Have you read…? The Amateur Science of Love by Craig Sherborne


The Amateur Science of Love was random pickup from the library shelf.  Helen Garner’s words on the book cover drew me in with their promise that my ‘illusions’ about male thinking would be shattered by this ‘thunderclap of a book’. My assumption was that this novel would explore the depth, warmth and empathetic nature of the male character. I was wrong!

Craig Sherborne’s novel is, perhaps a little disturbingly, based upon his own life. It concerns the courtship and marriage of of Colin and Tilda Butcher. Colin and Tilda meet in London. He is in his early twenties, she is in her early thirties and newly divorced. Their relationship is passionate and volatile. Sherborne is a poet and he uses language well in telling Colin and Tilda’s story . He has crafted insightful observations on love. He describes falling in love as ‘falling in sickness’ and that ‘[b]eing in love is a kind of being famous. Famous on a small scale to just one person.’ After Tilda has had surgery and he is about to look at her scars, he declares the intimacy of this act as ‘an honour…To be taken into someone’s wounds is to be trusted to recognise that only their flesh has been ruined…it has not wrecked the rest of them.’. At their wedding, as the reverend beseeches God, Colin realises that ‘humility [is] not demeaning. I never knew it [makes] you kneel and [makes] you stand tall.’.

Yet despite the beauty of the language, Colin and Tilda are ugly in the manner in which they treat each other. Whilst there are moments of compassion for each other during personal crises, for the most part their actions are governed, particularly Colin’s, by self interest and resentment. In many instances, Colin’s behaviour is appalling.  He is immature, superficial, and thinks with his penis. It hardly elevates the perception of the way men think. For me, this made the book an unpleasant read. This is not necessarily a bad thing.  Books will at times challenge us and expose us to behaviour unlike our own (I’m thinking of The Slap here!). In this case, however, I grew weary of the characters’ ongoing unpleasantness to each other. I was waiting for the novel to end so I could be rid of their nastiness.
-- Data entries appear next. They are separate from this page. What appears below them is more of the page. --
use async_trait::async_trait;
use serde_json::json;

use super::{common_schema, Analysis, AnalysisRequest};
use crate::catalog::ModelCatalog;
use crate::composition::{compose, CompositeModel, CompositionSpec};
use crate::error::{Result, SasFitError};
use crate::parameters::{Overrides, ParameterOverride};

const MODEL: &str = "cylinder";

/// Starting point of the template; caller overrides are layered on top.
fn template_overrides() -> Overrides {
    let fixed = |value| ParameterOverride {
        vary: Some(false),
        ..ParameterOverride::value(value)
    };
    Overrides::from([
        ("radius".to_string(), ParameterOverride::fitted(20.0, 1.0, 100.0)),
        ("length".to_string(), ParameterOverride::fitted(400.0, 10.0, 1000.0)),
        ("sld".to_string(), fixed(4.0)),
        ("sld_solvent".to_string(), fixed(1.0)),
        ("scale".to_string(), ParameterOverride::fitted(1.0, 0.1, 10.0)),
        ("background".to_string(), ParameterOverride::fitted(0.001, 0.0, 1.0)),
    ])
}

/// Fit a cylinder with preset starting values and ranges.
#[derive(Debug, Clone, Copy, Default)]
pub struct CylinderTemplateFit;

#[async_trait]
impl Analysis for CylinderTemplateFit {
    fn name(&self) -> &'static str {
        "fitting-with-cylinder-model"
    }

    fn description(&self) -> &'static str {
        "Fit data with a cylinder. Defaults: radius 20 (1-100, fitted), \
         length 400 (10-1000, fitted), sld 4 (fixed), sld_solvent 1 (fixed), \
         scale 1 (0.1-10, fitted), background 0.001 (0-1, fitted). \
         Any field can be changed through param_overrides."
    }

    fn parameter_schema(&self) -> serde_json::Value {
        let mut schema = common_schema();
        schema.insert(
            "param_overrides".to_string(),
            json!({
                "type": "object",
                "description": "Changes to the cylinder template",
                "defaults": template_overrides(),
            }),
        );
        serde_json::Value::Object(schema)
    }

    fn compose(&self, catalog: &ModelCatalog, request: &AnalysisRequest) -> Result<CompositeModel> {
        if let Some(model) = request.model.as_deref().filter(|m| *m != MODEL) {
            return Err(SasFitError::InvalidRequest(format!(
                "{} always fits '{MODEL}', not '{model}'",
                self.name()
            )));
        }
        if request.structure_factor.is_some() || !request.structure_factor_params.is_empty() {
            return Err(SasFitError::InvalidRequest(format!(
                "{} does not take a structure factor",
                self.name()
            )));
        }

        let mut overrides = template_overrides();
        for (name, caller) in &request.param_overrides {
            let merged = match overrides.get(name) {
                Some(template) => caller.or(template),
                None => caller.clone(),
            };
            overrides.insert(name.clone(), merged);
        }

        let spec = CompositionSpec {
            param_overrides: overrides,
            polydispersity: request.polydispersity.clone(),
            ..CompositionSpec::new(MODEL)
        };
        compose(catalog, &spec)
    }
}

#[cfg(test)]
mod tests {
    use super::*;

    #[test]
    fn test_template_defaults() {
        let catalog = ModelCatalog::builtin();
        let model = CylinderTemplateFit
            .compose(&catalog, &AnalysisRequest::new("d.csv"))
            .unwrap();
        let params = model.parameters();

        let radius = params.get("radius").unwrap();
        assert_eq!((radius.value, radius.min, radius.max, radius.vary), (20.0, 1.0, 100.0, true));
        assert!(!params.get("sld").unwrap().vary);
        assert_eq!(params.get("sld_solvent").unwrap().value, 1.0);
        assert_eq!(params.varying_count(), 4);
    }

    #[test]
    fn test_caller_overrides_layer_on_template() {
        let catalog = ModelCatalog::builtin();
        let mut request = AnalysisRequest::new("d.csv");
        request
            .param_overrides
            .insert("radius".to_string(), ParameterOverride::value(35.0));
        request.param_overrides.insert(
            "sld".to_string(),
            ParameterOverride {
                vary: Some(true),
                min: Some(0.0),
                max: Some(10.0),
                ..Default::default()
            },
        );

        let model = CylinderTemplateFit.compose(&catalog, &request).unwrap();
        let radius = model.parameters().get("radius").unwrap();
        assert_eq!((radius.value, radius.max), (35.0, 100.0));
        let sld = model.parameters().get("sld").unwrap();
        assert!(sld.vary);
        assert_eq!(sld.value, 4.0);
    }

    #[test]
    fn test_template_rejects_out_of_range_and_other_models() {
        let catalog = ModelCatalog::builtin();
        let mut request = AnalysisRequest::new("d.csv");
        request
            .param_overrides
            .insert("radius".to_string(), ParameterOverride::value(150.0));
        assert!(matches!(
            CylinderTemplateFit.compose(&catalog, &request),
            Err(SasFitError::OutOfBounds { .. })
        ));

        let mut request = AnalysisRequest::new("d.csv");
        request.model = Some("sphere".to_string());
        assert!(matches!(
            CylinderTemplateFit.compose(&catalog, &request),
            Err(SasFitError::InvalidRequest(_))
        ));
    }
}
//! Utility functions and helpers for the sasfit-rs library.

pub mod finite_difference;
pub mod matrix_convert;

pub use matrix_convert::{
    nalgebra_to_ndarray, nalgebra_vec_to_ndarray, ndarray_to_nalgebra, ndarray_vec_to_nalgebra,
};
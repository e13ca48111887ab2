//! Cooperative cancellation and iteration limits for a single run.

use tokio_util::sync::CancellationToken;

/// Handed to every minimizer; checked between iterations.
#[derive(Debug, Clone, Default)]
pub struct RunControl {
    cancel: CancellationToken,
    max_iterations: Option<usize>,
}

impl RunControl {
    pub fn new(cancel: CancellationToken) -> Self {
        Self {
            cancel,
            max_iterations: None,
        }
    }

    /// Cap the iteration count of whichever minimizer runs.
    pub fn with_max_iterations(mut self, max_iterations: Option<usize>) -> Self {
        self.max_iterations = max_iterations;
        self
    }

    pub fn token(&self) -> &CancellationToken {
        &self.cancel
    }

    pub fn is_cancelled(&self) -> bool {
        self.cancel.is_cancelled()
    }

    /// The configured cap, or `default` when none is set.
    pub fn iteration_limit(&self, default: usize) -> usize {
        self.max_iterations.unwrap_or(default)
    }
}
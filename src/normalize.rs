//! Mapping engine-native output onto the stable fit result.

use serde::{Deserialize, Serialize};
use std::path::PathBuf;
use tracing::{debug, warn};

use crate::composition::CompositeModel;
use crate::engine::{bumps, lmfit, RawEngineOutput};
use crate::error::{Result, SasFitError};

/// Outcome of a fit, independent of the engine that produced it.
#[derive(Debug, Clone, Copy, PartialEq, Eq, Serialize, Deserialize)]
#[serde(rename_all = "snake_case")]
pub enum FitStatus {
    Converged,
    MaxIterations,
    Error,
}

/// One parameter of the fitted model.
#[derive(Debug, Clone, PartialEq, Serialize, Deserialize)]
pub struct FittedParameter {
    pub name: String,
    pub value: f64,
    /// Standard error; `None` for fixed parameters or a singular covariance
    pub uncertainty: Option<f64>,
    pub vary: bool,
    #[serde(skip_serializing_if = "String::is_empty", default)]
    pub unit: String,
}

/// Files a run leaves in its workspace.
#[derive(Debug, Clone, Default, PartialEq, Serialize, Deserialize)]
pub struct Artifacts {
    pub workspace: Option<PathBuf>,
    pub problem: Option<PathBuf>,
    pub raw_output: Option<PathBuf>,
    pub plot: Option<PathBuf>,
}

/// The normalized result of one analysis run.
#[derive(Debug, Clone, Serialize, Deserialize)]
pub struct FitResult {
    pub run_id: String,
    pub model: String,
    pub engine: String,
    pub method: String,
    pub status: FitStatus,
    pub message: String,
    pub parameters: Vec<FittedParameter>,
    pub chisq: f64,
    pub reduced_chisq: f64,
    pub n_points: usize,
    pub n_free: usize,
    pub iterations: usize,
    pub func_evals: usize,
    pub artifacts: Artifacts,
}

impl FitResult {
    pub fn parameter(&self, name: &str) -> Option<&FittedParameter> {
        self.parameters.iter().find(|p| p.name == name)
    }
}

/// Interpret an engine status code.
///
/// Codes outside the engine's documented table are an error, never a guess.
pub fn map_status(engine: &str, method: &str, code: i32) -> Result<FitStatus> {
    let status = match (engine, method) {
        ("bumps", _) => match code {
            bumps::CONVERGED => Some(FitStatus::Converged),
            bumps::STEP_LIMIT => Some(FitStatus::MaxIterations),
            bumps::CANCELLED | bumps::FAILED => Some(FitStatus::Error),
            _ => None,
        },
        ("lmfit", "leastsq") => match code {
            lmfit::leastsq::FTOL..=lmfit::leastsq::GTOL => Some(FitStatus::Converged),
            lmfit::leastsq::MAXFEV => Some(FitStatus::MaxIterations),
            lmfit::leastsq::ERROR | lmfit::ABORTED => Some(FitStatus::Error),
            _ => None,
        },
        ("lmfit", _) => match code {
            lmfit::scalar::SUCCESS => Some(FitStatus::Converged),
            // scipy also reports an exhausted evaluation budget as 2
            lmfit::scalar::MAXITER | 2 => Some(FitStatus::MaxIterations),
            lmfit::scalar::ERROR | lmfit::ABORTED => Some(FitStatus::Error),
            _ => None,
        },
        _ => None,
    };
    status.ok_or_else(|| {
        SasFitError::AmbiguousOutput(format!(
            "status code {code} is not defined for {engine}/{method}"
        ))
    })
}

/// Build the fit result for `model` from the engine's raw output.
///
/// Varied parameters take the engine's best value and standard error; fixed
/// parameters pass through with no uncertainty. Linked parameters are not part
/// of the model's parameter set and so never appear.
///
/// # Errors
///
/// * `Cancelled` if the engine stopped at a cancellation checkpoint
/// * `OptimizerFailure` if the status code maps to an error
/// * `AmbiguousOutput` for unknown codes, missing or extra parameters, or a
///   non-finite chi-square
/// * `NonPositiveDof` when there are no more points than free parameters
pub fn normalize(raw: &RawEngineOutput, model: &CompositeModel, run_id: &str) -> Result<FitResult> {
    if raw.aborted {
        return Err(SasFitError::Cancelled);
    }
    let status = map_status(&raw.engine, &raw.method, raw.status_code)?;
    if status == FitStatus::Error {
        return Err(SasFitError::OptimizerFailure(format!(
            "{}/{} reported status {}: {}",
            raw.engine, raw.method, raw.status_code, raw.message
        )));
    }
    if !raw.chisq.is_finite() {
        return Err(SasFitError::AmbiguousOutput(format!("chi-square is {}", raw.chisq)));
    }

    let n_free = model.parameters().varying_count();
    if raw.n_points <= n_free {
        return Err(SasFitError::NonPositiveDof {
            points: raw.n_points,
            free: n_free,
        });
    }
    let reduced_chisq = raw.chisq / (raw.n_points - n_free) as f64;

    if let Some(extra) = raw
        .parameters
        .iter()
        .find(|p| !model.parameters().get(&p.name).is_some_and(|spec| spec.vary))
    {
        return Err(SasFitError::AmbiguousOutput(format!(
            "engine reported '{}', which is not a varied parameter",
            extra.name
        )));
    }

    let parameters = model
        .parameters()
        .iter()
        .map(|spec| {
            if !spec.vary {
                return Ok(FittedParameter {
                    name: spec.name.clone(),
                    value: spec.value,
                    uncertainty: None,
                    vary: false,
                    unit: spec.unit.clone(),
                });
            }
            let fitted = raw
                .parameters
                .iter()
                .find(|p| p.name == spec.name)
                .ok_or_else(|| {
                    SasFitError::AmbiguousOutput(format!("no fitted value for '{}'", spec.name))
                })?;
            if !fitted.value.is_finite() {
                return Err(SasFitError::AmbiguousOutput(format!(
                    "fitted value for '{}' is {}",
                    spec.name, fitted.value
                )));
            }
            let uncertainty = match fitted.stderr {
                Some(e) if e.is_finite() => Some(e),
                other => {
                    warn!(parameter = %spec.name, stderr = ?other, "no usable standard error");
                    None
                }
            };
            Ok(FittedParameter {
                name: spec.name.clone(),
                value: fitted.value,
                uncertainty,
                vary: true,
                unit: spec.unit.clone(),
            })
        })
        .collect::<Result<Vec<_>>>()?;

    debug!(run_id, ?status, chisq = raw.chisq, reduced_chisq, "normalized engine output");

    Ok(FitResult {
        run_id: run_id.to_string(),
        model: model.name(),
        engine: raw.engine.clone(),
        method: raw.method.clone(),
        status,
        message: raw.message.clone(),
        parameters,
        chisq: raw.chisq,
        reduced_chisq,
        n_points: raw.n_points,
        n_free,
        iterations: raw.iterations,
        func_evals: raw.func_evals,
        artifacts: Artifacts::default(),
    })
}

#[cfg(test)]
mod tests {
    use super::*;
    use crate::catalog::ModelCatalog;
    use crate::composition::{compose, CompositionSpec};
    use crate::engine::RawParameter;
    use crate::parameters::ParameterOverride;
    use approx::assert_relative_eq;

    fn cylinder() -> CompositeModel {
        let mut spec = CompositionSpec::new("cylinder");
        spec.param_overrides
            .insert("radius".to_string(), ParameterOverride::fitted(20.0, 1.0, 200.0));
        spec.param_overrides
            .insert("length".to_string(), ParameterOverride::fitted(400.0, 10.0, 4000.0));
        compose(&ModelCatalog::builtin(), &spec).unwrap()
    }

    fn raw(code: i32) -> RawEngineOutput {
        RawEngineOutput {
            engine: "bumps".to_string(),
            method: "amoeba".to_string(),
            status_code: code,
            message: "done".to_string(),
            parameters: vec![
                RawParameter {
                    name: "radius".to_string(),
                    value: 21.0,
                    stderr: Some(0.5),
                },
                RawParameter {
                    name: "length".to_string(),
                    value: 390.0,
                    stderr: Some(f64::NAN),
                },
            ],
            chisq: 98.0,
            n_points: 100,
            iterations: 40,
            func_evals: 80,
            aborted: false,
        }
    }

    #[test]
    fn test_normalize_success() {
        let result = normalize(&raw(bumps::CONVERGED), &cylinder(), "run-1").unwrap();
        assert_eq!(result.status, FitStatus::Converged);
        assert_eq!(result.n_free, 2);
        assert_relative_eq!(result.reduced_chisq, 1.0);

        let radius = result.parameter("radius").unwrap();
        assert_eq!(radius.value, 21.0);
        assert_eq!(radius.uncertainty, Some(0.5));
        assert_eq!(result.parameter("length").unwrap().uncertainty, None);

        let sld = result.parameter("sld").unwrap();
        assert!(!sld.vary);
        assert_eq!(sld.uncertainty, None);
        assert_eq!(result.parameters.len(), 6);
    }

    #[test]
    fn test_status_tables() {
        assert_eq!(map_status("bumps", "amoeba", 1).unwrap(), FitStatus::MaxIterations);
        assert_eq!(map_status("lmfit", "leastsq", 3).unwrap(), FitStatus::Converged);
        assert_eq!(map_status("lmfit", "leastsq", 0).unwrap(), FitStatus::Error);
        assert_eq!(map_status("lmfit", "nelder", 0).unwrap(), FitStatus::Converged);
        assert_eq!(map_status("lmfit", "nelder", 3).unwrap(), FitStatus::Error);
        assert!(matches!(map_status("bumps", "lm", 7), Err(SasFitError::AmbiguousOutput(_))));
        assert!(matches!(map_status("sasview", "lm", 0), Err(SasFitError::AmbiguousOutput(_))));
    }

    #[test]
    fn test_error_status_is_never_success() {
        let err = normalize(&raw(bumps::FAILED), &cylinder(), "run-1").unwrap_err();
        assert!(matches!(err, SasFitError::OptimizerFailure(_)));

        let mut aborted = raw(bumps::CANCELLED);
        aborted.aborted = true;
        assert!(matches!(normalize(&aborted, &cylinder(), "r"), Err(SasFitError::Cancelled)));
    }

    #[test]
    fn test_ambiguous_output() {
        let mut missing = raw(bumps::CONVERGED);
        missing.parameters.pop();
        assert!(matches!(
            normalize(&missing, &cylinder(), "r"),
            Err(SasFitError::AmbiguousOutput(_))
        ));

        let mut extra = raw(bumps::CONVERGED);
        extra.parameters[1].name = "sld".to_string();
        assert!(matches!(
            normalize(&extra, &cylinder(), "r"),
            Err(SasFitError::AmbiguousOutput(_))
        ));

        let mut nan = raw(bumps::CONVERGED);
        nan.chisq = f64::NAN;
        assert!(matches!(normalize(&nan, &cylinder(), "r"), Err(SasFitError::AmbiguousOutput(_))));
    }

    #[test]
    fn test_non_positive_dof() {
        let mut few = raw(bumps::CONVERGED);
        few.n_points = 2;
        assert!(matches!(
            normalize(&few, &cylinder(), "r"),
            Err(SasFitError::NonPositiveDof { points: 2, free: 2 })
        ));
    }
}
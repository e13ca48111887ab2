//! Configuration options for the Levenberg-Marquardt algorithm.

/// Method for solving the linear system in the Levenberg-Marquardt step.
#[derive(Debug, Clone, Copy, PartialEq, Eq, Default)]
pub enum DecompositionMethod {
    /// Use Cholesky decomposition (fastest but requires positive definite matrix)
    Cholesky,

    /// Use LU decomposition with partial pivoting
    LU,

    /// Try Cholesky first and fall back to LU
    #[default]
    Auto,
}

/// Configuration options for the Levenberg-Marquardt algorithm.
#[derive(Debug, Clone)]
pub struct LmConfig {
    /// Maximum number of iterations. Default: 200
    pub max_iterations: usize,

    /// Tolerance for relative change in cost. Default: 1e-10
    pub ftol: f64,

    /// Tolerance for relative change in parameter values. Default: 1e-10
    pub xtol: f64,

    /// Tolerance for the largest gradient component. Default: 1e-10
    pub gtol: f64,

    /// Initial value for the damping parameter. Default: 1e-3
    pub initial_lambda: f64,

    /// Factor by which to increase lambda. Default: 10.0
    pub lambda_up_factor: f64,

    /// Factor by which to decrease lambda. Default: 0.1
    pub lambda_down_factor: f64,

    /// Minimum value for lambda. Default: 1e-12
    pub min_lambda: f64,

    /// Maximum value for lambda. Default: 1e12
    pub max_lambda: f64,

    /// Method to use for solving the linear system. Default: Auto
    pub decomposition_method: DecompositionMethod,
}

impl Default for LmConfig {
    fn default() -> Self {
        Self {
            max_iterations: 200,
            ftol: 1e-10,
            xtol: 1e-10,
            gtol: 1e-10,
            initial_lambda: 1e-3,
            lambda_up_factor: 10.0,
            lambda_down_factor: 0.1,
            min_lambda: 1e-12,
            max_lambda: 1e12,
            decomposition_method: DecompositionMethod::default(),
        }
    }
}
//! Execution of composed fits.
//!
//! The dispatcher owns the run lifecycle: it allocates a workspace, persists the
//! problem, runs the engine on a blocking thread under a wall-clock limit, and
//! turns the engine output into a [`FitResult`].

mod run_id;
mod workspace;

pub use run_id::RunIdAllocator;
pub use workspace::{
    RunState, RunStatus, RunWorkspace, PLOT_FILE, PROBLEM_FILE, RAW_OUTPUT_FILE, STATUS_FILE,
};

use chrono::Utc;
use serde_json::json;
use std::path::{Path, PathBuf};
use std::sync::Arc;
use std::time::Duration;
use tokio_util::sync::CancellationToken;
use tracing::{error, info, warn};

use crate::composition::CompositeModel;
use crate::control::RunControl;
use crate::data::Dataset;
use crate::engine::{EngineRegistry, FitEngine, FitProblem, RawEngineOutput};
use crate::error::{Result, SasFitError};
use crate::normalize::{normalize, Artifacts, FitResult};
use crate::plot;

/// How long a timed-out engine gets to reach its next checkpoint.
const CANCEL_GRACE: Duration = Duration::from_secs(5);

/// Everything needed to run one fit.
#[derive(Debug, Clone)]
pub struct FitJob {
    pub model: Arc<CompositeModel>,
    pub data: Arc<Dataset>,
    /// Where the data came from, recorded in `problem.json`
    pub data_path: PathBuf,
    pub engine: String,
    pub method: Option<String>,
    pub plot_log_scale: bool,
    /// Cancelling this token stops the engine at its next checkpoint
    pub cancel: CancellationToken,
}

impl FitJob {
    pub fn new(model: CompositeModel, data: Dataset, data_path: impl Into<PathBuf>) -> Self {
        Self {
            model: Arc::new(model),
            data: Arc::new(data),
            data_path: data_path.into(),
            engine: "bumps".to_string(),
            method: None,
            plot_log_scale: true,
            cancel: CancellationToken::new(),
        }
    }

    pub fn with_engine(mut self, engine: &str, method: Option<&str>) -> Self {
        self.engine = engine.to_string();
        self.method = method.map(str::to_string);
        self
    }
}

/// Runs fits in isolated workspaces.
#[derive(Debug, Clone)]
pub struct Dispatcher {
    engines: EngineRegistry,
    runs_root: PathBuf,
    timeout: Duration,
    max_iterations: Option<usize>,
    ids: Arc<RunIdAllocator>,
}

impl Dispatcher {
    pub fn new(engines: EngineRegistry, runs_root: impl Into<PathBuf>, timeout: Duration) -> Self {
        Self {
            engines,
            runs_root: runs_root.into(),
            timeout,
            max_iterations: None,
            ids: Arc::new(RunIdAllocator::new()),
        }
    }

    /// Cap the iteration count of every engine run.
    pub fn with_max_iterations(mut self, max_iterations: Option<usize>) -> Self {
        self.max_iterations = max_iterations;
        self
    }

    /// Share a run-id allocator with other dispatchers.
    pub fn with_allocator(mut self, ids: Arc<RunIdAllocator>) -> Self {
        self.ids = ids;
        self
    }

    pub fn runs_root(&self) -> &Path {
        &self.runs_root
    }

    pub fn engines(&self) -> &EngineRegistry {
        &self.engines
    }

    /// Run `job` as part of `analysis`.
    ///
    /// Engine and method are checked before anything touches the filesystem.
    /// Once the workspace exists, every failure leaves it in place with a
    /// `Failed` or `Cancelled` status and a diagnostic.
    pub async fn dispatch(&self, analysis: &str, job: FitJob) -> Result<FitResult> {
        let engine = self.engines.get(&job.engine)?;
        let method = engine.resolve_method(job.method.as_deref())?;
        let problem = FitProblem::new(Arc::clone(&job.model), Arc::clone(&job.data));
        engine.validate(method, &problem)?;
        problem.initial_internal()?;

        let run_id = self.ids.next_id();
        let mut workspace = RunWorkspace::create(&self.runs_root, analysis, &run_id)?;
        let outcome = self
            .execute(&mut workspace, analysis, engine, method, problem, &job)
            .await;
        outcome.map_err(|err| finish_failed(&mut workspace, err))
    }

    async fn execute(
        &self,
        workspace: &mut RunWorkspace,
        analysis: &str,
        engine: Arc<dyn FitEngine>,
        method: &'static str,
        problem: FitProblem,
        job: &FitJob,
    ) -> Result<FitResult> {
        let run_id = workspace.run_id().to_string();
        let problem_path = workspace.write_json(
            PROBLEM_FILE,
            &json!({
                "run_id": run_id,
                "analysis": analysis,
                "model": &*job.model,
                "data": &job.data_path,
                "n_points": job.data.len(),
                "engine": engine.name(),
                "method": method,
                "created_at": Utc::now(),
            }),
        )?;
        workspace.transition(RunState::Running, None)?;
        info!(
            run_id = %run_id,
            analysis,
            model = %job.model.name(),
            engine = engine.name(),
            method,
            "dispatching fit"
        );

        let control = RunControl::new(job.cancel.clone()).with_max_iterations(self.max_iterations);
        let task_control = control.clone();
        let mut handle =
            tokio::task::spawn_blocking(move || engine.fit(method, &problem, &task_control));

        let outcome = match tokio::time::timeout(self.timeout, &mut handle).await {
            Ok(joined) => joined,
            Err(_) => {
                control.token().cancel();
                warn!(run_id = %run_id, limit = ?self.timeout, "fit timed out; cancelling engine");
                // Keep whatever the engine reports once it reaches a checkpoint
                if let Ok(Ok(Ok(raw))) = tokio::time::timeout(CANCEL_GRACE, handle).await {
                    if let Err(e) = workspace.write_json(RAW_OUTPUT_FILE, &raw) {
                        warn!(
                            run_id = %run_id,
                            error = %e,
                            "could not keep output of timed-out fit"
                        );
                    }
                }
                return Err(SasFitError::Timeout {
                    limit: self.timeout,
                });
            }
        };

        let raw = match outcome {
            Ok(raw) => raw?,
            Err(join_error) => {
                return Err(SasFitError::OptimizerFailure(format!(
                    "engine task failed: {join_error}"
                )))
            }
        };
        let raw_path = workspace.write_json(RAW_OUTPUT_FILE, &raw)?;

        if raw.aborted {
            info!(
                run_id = %run_id,
                message = %raw.message,
                "engine stopped at a cancellation checkpoint"
            );
            return Err(SasFitError::Cancelled);
        }

        let mut result = normalize(&raw, &job.model, &run_id)?;
        let plot_path = self.render_plot(workspace, job, &raw, &result);
        result.artifacts = Artifacts {
            workspace: Some(workspace.dir().to_path_buf()),
            problem: Some(problem_path),
            raw_output: Some(raw_path),
            plot: plot_path,
        };
        workspace.transition(RunState::Succeeded, None)?;
        info!(
            run_id = %run_id,
            status = ?result.status,
            chisq = result.chisq,
            reduced_chisq = result.reduced_chisq,
            "fit finished"
        );
        Ok(result)
    }

    /// Plot failures are logged and never fail the run.
    fn render_plot(
        &self,
        workspace: &RunWorkspace,
        job: &FitJob,
        raw: &RawEngineOutput,
        result: &FitResult,
    ) -> Option<PathBuf> {
        let values: Vec<f64> = result.parameters.iter().map(|p| p.value).collect();
        let path = workspace.path(PLOT_FILE);
        let title = format!("{} ({}/{})", job.model.name(), raw.engine, raw.method);
        let rendered = job
            .model
            .evaluate(job.data.q(), &values)
            .and_then(|curve| {
                plot::render_fit(&path, &title, &job.data, &curve, job.plot_log_scale)
            });
        match rendered {
            Ok(()) => Some(path),
            Err(e) => {
                warn!(run_id = workspace.run_id(), error = %e, "could not render fit plot");
                None
            }
        }
    }
}

/// Record the terminal state for an error raised after the workspace exists.
///
/// The caller always gets `err` back. A status file that cannot be written is
/// logged, since the run has already failed.
fn finish_failed(workspace: &mut RunWorkspace, err: SasFitError) -> SasFitError {
    if workspace.state().is_terminal() {
        return err;
    }
    let state = if matches!(err, SasFitError::Cancelled) {
        RunState::Cancelled
    } else {
        error!(run_id = workspace.run_id(), kind = %err.kind(), error = %err, "fit failed");
        RunState::Failed
    };
    if let Err(status_err) = workspace.transition(state, Some(err.to_string())) {
        error!(
            run_id = workspace.run_id(),
            error = %status_err,
            "could not record final run state"
        );
    }
    err
}
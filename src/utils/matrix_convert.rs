//! Conversions between ndarray and nalgebra.
//!
//! Arrays are ndarray throughout the crate; nalgebra is used for factorizations.

use nalgebra::{DMatrix, DVector};
use ndarray::{Array1, Array2};

/// Convert an ndarray Array2 to a nalgebra DMatrix.
pub fn ndarray_to_nalgebra(arr: &Array2<f64>) -> DMatrix<f64> {
    DMatrix::from_fn(arr.nrows(), arr.ncols(), |i, j| arr[[i, j]])
}

/// Convert a nalgebra DMatrix to an ndarray Array2.
pub fn nalgebra_to_ndarray(mat: &DMatrix<f64>) -> Array2<f64> {
    Array2::from_shape_fn((mat.nrows(), mat.ncols()), |(i, j)| mat[(i, j)])
}

/// Convert an ndarray Array1 to a nalgebra DVector.
pub fn ndarray_vec_to_nalgebra(arr: &Array1<f64>) -> DVector<f64> {
    DVector::from_iterator(arr.len(), arr.iter().copied())
}

/// Convert a nalgebra DVector to an ndarray Array1.
pub fn nalgebra_vec_to_ndarray(vec: &DVector<f64>) -> Array1<f64> {
    vec.iter().copied().collect()
}

#[cfg(test)]
mod tests {
    use super::*;
    use ndarray::array;

    #[test]
    fn test_matrix_conversion_preserves_layout() {
        let arr = array![[1.0, 2.0, 3.0], [4.0, 5.0, 6.0]];
        let mat = ndarray_to_nalgebra(&arr);
        assert_eq!(mat.nrows(), 2);
        assert_eq!(mat[(0, 2)], 3.0);
        assert_eq!(mat[(1, 0)], 4.0);
        assert_eq!(nalgebra_to_ndarray(&mat), arr);
    }

    #[test]
    fn test_vector_conversion() {
        let v = array![1.0, -2.0, 0.5];
        assert_eq!(nalgebra_vec_to_ndarray(&ndarray_vec_to_nalgebra(&v)), v);
    }
}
Sherborne, I later found out, wrote the story initially as an essay for The Monthly. In this shortened format, I found it a more tolerable and interesting read.

Have you read this book? What did you think? Do you think it’s possible to admire the writing in a book but not like the subject matter covered?


4 thoughts on “Have you read…? The Amateur Science of Love by Craig Sherborne

  1. Of course – the aim of some books (and films) are to be thought-provoking and to challenge the reader (or viewer). Having said this, many of us like to relax, unwind, and even escape through these mediums so a confronting read (view) can be too much for us at times – and that’s fine too, as we need to be in the ‘zone’ to get the most from these sorts of books (and films).


  2. What an interesting review of this book, Carolyn. Like you, a recommendation from Helen Garner would definitely cause me to open up a book and give it a try! I haven’t read The Amateur Science of Love, but I agree with The Hipsterette above, there is definitely value in reading books that you don’t ‘enjoy’ in the traditional sense. It depends what mood you’re in. Sometimes I just want something warm and fuzzy. Other times I want to learn something, or try a new style of writing. I recently read The Man Who Loved Children and I wouldn’t say I enjoyed it, all the characters were horrible, but it painted such a truthful picture of a poor family in Washington in the 1900s and that was interesting. I also read the Rape of Nanking last year, about the Japanese invasion of Nanjing during WW2. It was horrific, so graphic, and of course I didn’t ‘enjoy’ reading it but I felt like I should know this history, at least in honour of the people who died, so that was a good motivation to keep reading even when I wanted to put it down and cry my eyes out. There is definitely room for all books, challenging and not, it just depends on the occasion.


    1. Yes, I agree. And it’s always worth considering why you don’t like a book – is it just poorly written (this wasn’t) or is it placing you in the company of people or situations you wouldn’t choose to associate with of be in. My hubby has read The Rape of Nanking. He found it informative and awful.The Man Who Love Chikdren sounds interesting. Will bear your comments in mind if I find it on the library shelf!